On the Good Mom scale, I’d usually give myself an 8. But sometimes, I slip way down. Take the fact that Max got a communication device in August, a Dynavox, and Dave and I have still not really figured out how to use it. This is what it looks like, Max's version has fewer windows:

Basically, you press the picture, a word comes out. The voice is pretty robotic and sometimes sounds all wrong (for example, “milk” comes out as “meeeeelk,” as if the machine is trying to teach Max to sound like a Russian peasant, not on our list of goals). We also tried the Tango, a breakthrough communication device that blew my mind. Max's therapists wanted to go with the above but the Tango's the next device he'll get. What I especially loved about the Tango is that they use real kids' voices, and not one sounded like a Russian peasant.

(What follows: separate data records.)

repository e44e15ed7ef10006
pub mod letters;
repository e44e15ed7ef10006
use thiserror::Error;

/// Every failure the scoring library reports. All variants are invalid
/// input from the caller and are always recoverable.
#[derive(Debug, Clone, PartialEq, Eq, Error)]
pub enum ScrabbleError {
    #[error("invalid input: word must not be empty")]
    EmptyWord,

    #[error("invalid input: word '{word}' is longer than {max} letters")]
    WordTooLong { word: String, max: usize },

    #[error("invalid input: word '{word}' contains '{ch}', which has no letter value")]
    InvalidCharacter { word: String, ch: char },

    #[error("invalid input: no words to choose from")]
    NoWords,

    #[error("invalid input: player name must not be empty")]
    EmptyName,

    #[error("invalid input: player '{0}' has not played any words")]
    NoPlays(String),
}

pub type Result<T> = std::result::Result<T, ScrabbleError>;

#[cfg(test)]
mod tests {
    use super::*;

    #[test]
    fn test_error_messages_include_input() {
        let err = ScrabbleError::InvalidCharacter {
            word: "char^".to_string(),
            ch: '^',
        };
        assert!(err.to_string().contains("char^"));
        assert!(err.to_string().contains('^'));

        let err = ScrabbleError::WordTooLong {
            word: "abcdefgh".to_string(),
            max: 7,
        };
        assert_eq!(
            err.to_string(),
            "invalid input: word 'abcdefgh' is longer than 7 letters"
        );
    }

    #[test]
    fn test_no_plays_names_the_player() {
        let err = ScrabbleError::NoPlays("test player".to_string());
        assert_eq!(
            err.to_string(),
            "invalid input: player 'test player' has not played any words"
        );
    }
}
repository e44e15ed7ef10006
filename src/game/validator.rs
use crate::{
    config::ScoringRules,
    error::{Result, ScrabbleError},
    models::Word,
    utils::letters::letter_value,
};

pub struct WordValidator {
    max_length: usize,
}

impl WordValidator {
    pub fn new(max_length: usize) -> Self {
        Self { max_length }
    }

    pub fn from_rules(rules: &ScoringRules) -> Self {
        Self::new(rules.max_word_length)
    }

    /// Check that `raw` is non-empty, no longer than the maximum length,
    /// and made only of letters with a value
    pub fn validate(&self, raw: &str) -> Result<Word> {
        if raw.is_empty() {
            return Err(ScrabbleError::EmptyWord);
        }

        let len = raw.chars().count();
        if len > self.max_length {
            return Err(ScrabbleError::WordTooLong {
                word: raw.to_string(),
                max: self.max_length,
            });
        }

        if let Some(ch) = raw.chars().find(|&c| letter_value(c).is_none()) {
            return Err(ScrabbleError::InvalidCharacter {
                word: raw.to_string(),
                ch,
            });
        }

        Ok(Word::new_validated(raw.to_string(), len))
    }

    pub fn is_valid_word(&self, raw: &str) -> bool {
        self.validate(raw).is_ok()
    }
}

impl Default for WordValidator {
    fn default() -> Self {
        Self::from_rules(&ScoringRules::default())
    }
}
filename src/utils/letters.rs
use std::collections::HashMap;
use once_cell::sync::Lazy;

/// Standard English Scrabble letter values, keyed by uppercase letter
pub static LETTER_VALUES: Lazy<HashMap<char, u8>> = Lazy::new(|| {
    let mut map = HashMap::new();

    // 1 point letters
    for ch in ['A', 'E', 'I', 'O', 'U', 'L', 'N', 'R', 'S', 'T'] {
        map.insert(ch, 1);
    }

    // 2 points
    for ch in ['D', 'G'] {
        map.insert(ch, 2);
    }

    // 3 points
    for ch in ['B', 'C', 'M', 'P'] {
        map.insert(ch, 3);
    }

    // 4 points
    for ch in ['F', 'H', 'V', 'W', 'Y'] {
        map.insert(ch, 4);
    }

    // 5 points
    map.insert('K', 5);

    // 8 points
    for ch in ['J', 'X'] {
        map.insert(ch, 8);
    }

    // 10 points
    for ch in ['Q', 'Z'] {
        map.insert(ch, 10);
    }

    map
});

/// Get the point value for a letter, ignoring case.
/// Returns `None` for anything outside A-Z.
pub fn letter_value(letter: char) -> Option<u8> {
    LETTER_VALUES.get(&letter.to_ascii_uppercase()).copied()
}
//! Picking the best word out of several.
//!
//! Equal scores are settled by length: a full-rack word beats anything
//! shorter, otherwise the shorter word wins, and among equal lengths the
//! word seen first is kept.

use std::cmp::Ordering;

use crate::{
    config::ScoringRules,
    error::{Result, ScrabbleError},
    game::Scorer,
    models::Word,
};

/// Of two equally scored words, return the preferred one under the
/// standard rules
pub fn tie_breaker<'a>(first: &'a str, second: &'a str) -> &'a str {
    tie_breaker_with(first, second, &ScoringRules::default())
}

pub fn tie_breaker_with<'a>(first: &'a str, second: &'a str, rules: &ScoringRules) -> &'a str {
    if prefers_second(first.chars().count(), second.chars().count(), rules) {
        second
    } else {
        first
    }
}

fn prefers_second(first_len: usize, second_len: usize, rules: &ScoringRules) -> bool {
    match (rules.is_full_rack(first_len), rules.is_full_rack(second_len)) {
        (true, false) => false,
        (false, true) => true,
        _ => second_len < first_len,
    }
}

/// Return the highest scoring entry of `words`, validating every one.
/// Fails on an empty slice or on the first invalid word.
pub fn highest_score_from_with<'a, S>(words: &'a [S], rules: &ScoringRules) -> Result<&'a S>
where
    S: AsRef<str>,
{
    let mut iter = words.iter();
    let first = iter.next().ok_or(ScrabbleError::NoWords)?;

    let mut best = first;
    let mut best_word = Word::parse_with(first.as_ref(), rules)?;
    let mut best_score = Scorer::calculate_score_with(&best_word, rules);

    for candidate in iter {
        let word = Word::parse_with(candidate.as_ref(), rules)?;
        let score = Scorer::calculate_score_with(&word, rules);

        let replace = match score.cmp(&best_score) {
            Ordering::Greater => true,
            Ordering::Equal => {
                prefers_second(best_word.letter_count(), word.letter_count(), rules)
            }
            Ordering::Less => false,
        };

        if replace {
            tracing::debug!(
                "'{}' ({}) replaces '{}' ({}) as best word",
                word,
                score,
                best_word,
                best_score
            );
            best = candidate;
            best_word = word;
            best_score = score;
        }
    }

    Ok(best)
}
//! Suggestion list state: scope identifiers first, dictionary words after

use crate::buffer::{floor_char_boundary, LineBuffer, Position};
use crate::scope::ScopedIdentifier;
use crate::trie::Trie;
use indexmap::IndexSet;

/// Where the word being completed starts
#[derive(Clone, Copy, Debug, Default, PartialEq, Eq)]
pub struct Anchor {
    pub row: usize,
    pub col: usize,
}

#[derive(Clone, Debug, Default, PartialEq, Eq)]
pub struct AutocompleteState {
    pub suggestions: Vec<String>,
    pub selected: usize,
    pub active: bool,
    pub anchor: Anchor,
    /// The typed word the suggestions complete
    pub current_word: String,
}

impl AutocompleteState {
    fn reset(&mut self) {
        self.suggestions.clear();
        self.selected = 0;
        self.active = false;
    }
}

/// Limits the suggestion engine works under
#[derive(Clone, Copy, Debug)]
pub struct SuggestionLimits {
    pub max_suggestions: usize,
    pub min_word_len: usize,
}

impl Default for SuggestionLimits {
    fn default() -> Self {
        Self {
            max_suggestions: 10,
            min_word_len: 2,
        }
    }
}

pub struct SuggestionEngine {
    dictionary: Option<Trie>,
    limits: SuggestionLimits,
    state: AutocompleteState,
}

fn is_identifier(word: &str) -> bool {
    word.bytes().all(|b| b.is_ascii_alphanumeric() || b == b'_')
}

impl SuggestionEngine {
    pub fn new(dictionary: Option<Trie>, limits: SuggestionLimits) -> Self {
        Self {
            dictionary,
            limits,
            state: AutocompleteState::default(),
        }
    }

    pub fn has_dictionary(&self) -> bool {
        self.dictionary.is_some()
    }

    pub fn limits(&self) -> SuggestionLimits {
        self.limits
    }

    pub fn state(&self) -> &AutocompleteState {
        &self.state
    }

    /// Minimum word length before suggestions are worth computing
    pub fn accepts_word(&self, word: &str) -> bool {
        word.len() >= self.limits.min_word_len
    }

    /// Rebuild the list for `word`, typed with the cursor at `(row, col)`
    ///
    /// `scoped` is the scope resolver's output for the same word; it fills the
    /// list first and dictionary matches take whatever room is left.
    pub fn update(&mut self, word: &str, row: usize, col: usize, scoped: Vec<ScopedIdentifier>) {
        self.state.reset();
        if !self.accepts_word(word) {
            return;
        }

        let limit = self.limits.max_suggestions;
        let mut merged: IndexSet<String> = scoped
            .into_iter()
            .map(|id| id.name)
            .take(limit)
            .collect();

        if let Some(trie) = &self.dictionary {
            if is_identifier(word) && merged.len() < limit {
                let normalized = word.to_ascii_lowercase();
                for candidate in trie.prefix_suggestions(&normalized, limit) {
                    if merged.len() >= limit {
                        break;
                    }
                    merged.insert(candidate);
                }
            }
        }

        self.state.current_word = word.to_string();
        self.state.anchor = Anchor {
            row,
            col: col.saturating_sub(word.len()),
        };
        self.state.suggestions = merged.into_iter().collect();
        self.state.active = !self.state.suggestions.is_empty();
        tracing::debug!(
            word,
            count = self.state.suggestions.len(),
            "suggestions updated"
        );
    }

    pub fn is_active(&self) -> bool {
        self.state.active && !self.state.suggestions.is_empty()
    }

    pub fn suggestions(&self) -> &[String] {
        &self.state.suggestions
    }

    pub fn selected(&self) -> usize {
        self.state.selected
    }

    pub fn selected_suggestion(&self) -> Option<&str> {
        if !self.is_active() {
            return None;
        }
        self.state
            .suggestions
            .get(self.state.selected)
            .map(String::as_str)
    }

    pub fn select_next(&mut self) {
        if !self.is_active() {
            return;
        }
        self.state.selected = (self.state.selected + 1) % self.state.suggestions.len();
    }

    pub fn select_prev(&mut self) {
        if !self.is_active() {
            return;
        }
        let count = self.state.suggestions.len();
        self.state.selected = (self.state.selected + count - 1) % count;
    }

    pub fn dismiss(&mut self) {
        self.state.reset();
    }

    /// Dismiss unless the cursor still sits right after the anchored word
    pub fn follow_cursor(&mut self, cursor: Position) {
        if !self.is_active() {
            return;
        }
        let anchor = self.state.anchor;
        let expected = anchor.col + self.state.current_word.len();
        if cursor.row != anchor.row || cursor.col != expected {
            self.dismiss();
        }
    }

    /// Replace the anchored word with the selected suggestion
    ///
    /// The anchor is clamped to the row as it is now, which may differ from
    /// when the suggestions were computed. Returns whether the buffer changed.
    pub fn accept(&mut self, buffer: &mut impl LineBuffer) -> bool {
        let Some(suggestion) = self.selected_suggestion().map(str::to_string) else {
            return false;
        };
        let anchor = self.state.anchor;
        if anchor.row >= buffer.row_count() {
            self.dismiss();
            return false;
        }

        let row_text = buffer.row_text(anchor.row);
        let start = floor_char_boundary(row_text, anchor.col);
        let end = floor_char_boundary(row_text, start + self.state.current_word.len());

        buffer.replace_range(anchor.row, start..end, &suggestion);
        buffer.set_cursor(Position::new(anchor.row, start + suggestion.len()));
        buffer.mark_modified();
        tracing::debug!(suggestion, row = anchor.row, col = start, "accepted suggestion");

        self.dismiss();
        true
    }
}

#[cfg(test)]
mod tests {
    use super::*;
    use crate::buffer::Buffer;
    use crate::scope::ScopeKind;

    fn local(name: &str) -> ScopedIdentifier {
        ScopedIdentifier {
            name: name.to_string(),
            kind: ScopeKind::Local,
        }
    }

    fn engine(words: &[&str]) -> SuggestionEngine {
        SuggestionEngine::new(Some(Trie::from_words(words)), SuggestionLimits::default())
    }

    #[test]
    fn test_scoped_first_then_dictionary() {
        let mut engine = engine(&["printf", "print"]);
        engine.update("pri", 0, 3, vec![local("prime")]);

        assert!(engine.is_active());
        assert_eq!(engine.suggestions(), &["prime", "print", "printf"]);
        assert_eq!(engine.state().anchor, Anchor { row: 0, col: 0 });
    }

    #[test]
    fn test_short_word_stays_inactive() {
        let mut engine = engine(&["int"]);
        engine.update("i", 0, 1, vec![]);
        assert!(!engine.is_active());
        assert!(engine.suggestions().is_empty());
    }

    #[test]
    fn test_dictionary_skipped_for_non_identifier() {
        let mut engine = engine(&["include"]);
        engine.update("#in", 0, 3, vec![]);
        assert!(!engine.is_active());
    }

    #[test]
    fn test_without_dictionary_scope_still_works() {
        let mut engine = SuggestionEngine::new(None, SuggestionLimits::default());
        engine.update("co", 0, 2, vec![local("count")]);
        assert_eq!(engine.suggestions(), &["count"]);
    }

    #[test]
    fn test_duplicates_and_cap() {
        let limits = SuggestionLimits {
            max_suggestions: 3,
            min_word_len: 2,
        };
        let mut engine =
            SuggestionEngine::new(Some(Trie::from_words(["whilea", "whileb", "whilec"])), limits);
        engine.update("whi", 0, 3, vec![local("whilea"), local("whilez")]);
        assert_eq!(engine.suggestions(), &["whilea", "whilez", "whileb"]);
    }

    #[test]
    fn test_selection_cycles() {
        let mut engine = engine(&["aa", "ab", "ac"]);
        engine.select_next();
        assert_eq!(engine.selected(), 0);

        engine.update("aa", 0, 2, vec![]);
        engine.update("a_", 0, 2, vec![]);
        assert!(!engine.is_active());

        engine.update("ab", 0, 2, vec![local("abc"), local("abd")]);
        assert_eq!(engine.suggestions(), &["abc", "abd", "ab"]);
        engine.select_prev();
        assert_eq!(engine.selected(), 2);
        engine.select_next();
        assert_eq!(engine.selected(), 0);
        engine.select_next();
        assert_eq!(engine.selected_suggestion(), Some("abd"));
    }

    #[test]
    fn test_accept_replaces_word_and_moves_cursor() {
        let mut buffer = Buffer::from_str("x = pri;");
        buffer.set_cursor(Position::new(0, 7));
        let mut engine = engine(&["printf"]);
        engine.update("pri", 0, 7, vec![]);

        assert!(engine.accept(&mut buffer));
        assert_eq!(buffer.rows(), &["x = printf;"]);
        assert_eq!(buffer.cursor(), Position::new(0, 10));
        assert!(buffer.is_dirty());
        assert!(!engine.is_active());
        assert!(!engine.accept(&mut buffer));
    }

    #[test]
    fn test_accept_clamps_shifted_anchor() {
        // The row shrank after the suggestions were computed; the anchor is
        // clamped and whatever is left of the span gets replaced.
        let mut buffer = Buffer::from_str("ab");
        let mut engine = engine(&["abacus"]);
        engine.update("aba", 0, 5, vec![]);
        assert_eq!(engine.state().anchor.col, 2);

        assert!(engine.accept(&mut buffer));
        assert_eq!(buffer.rows(), &["ababacus"]);
        assert_eq!(buffer.cursor(), Position::new(0, 8));
    }

    #[test]
    fn test_cursor_leaving_anchor_dismisses() {
        let mut engine = engine(&["return"]);
        engine.update("re", 2, 6, vec![]);
        engine.follow_cursor(Position::new(2, 6));
        assert!(engine.is_active());
        engine.follow_cursor(Position::new(2, 5));
        assert!(!engine.is_active());
    }
}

I am not completely techphobic (hi, blog!), but when I went to the training session at school for the Dynavox I was overwhelmed. Dave, who works in the computer field, spent hours trying to figure the thing out and was similarly foiled. Now he’s supposed to meet with Max’s speech therapist for a private tutorial, but he hasn’t gotten around to making the appointment. HI, HONEY!
Monday Morning Confessional is going to be a regular thing. Join the guiltfest! Get juicy details about how suck-y other people think they are! What's eating away at you today? Eees a goot ting toooo share (my best Russian-peasant-Dynavox imitation).